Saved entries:
---------------

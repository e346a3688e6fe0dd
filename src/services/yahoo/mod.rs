//! Yahoo Finance chart API integration

pub mod messages;
pub mod provider;

pub use provider::{resample, YahooMarketDataProvider};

---------------

ABOUT THIS EXERCISE:
From the first line to the last, retype the data exactly.

SOLUTION FOR THIS PROBLEM:
repository e346a3688e6fe0dd
filename src/services/yahoo/mod.rs
//! Yahoo Finance chart API integration

pub mod messages;
pub mod provider;

pub use provider::{resample, YahooMarketDataProvider};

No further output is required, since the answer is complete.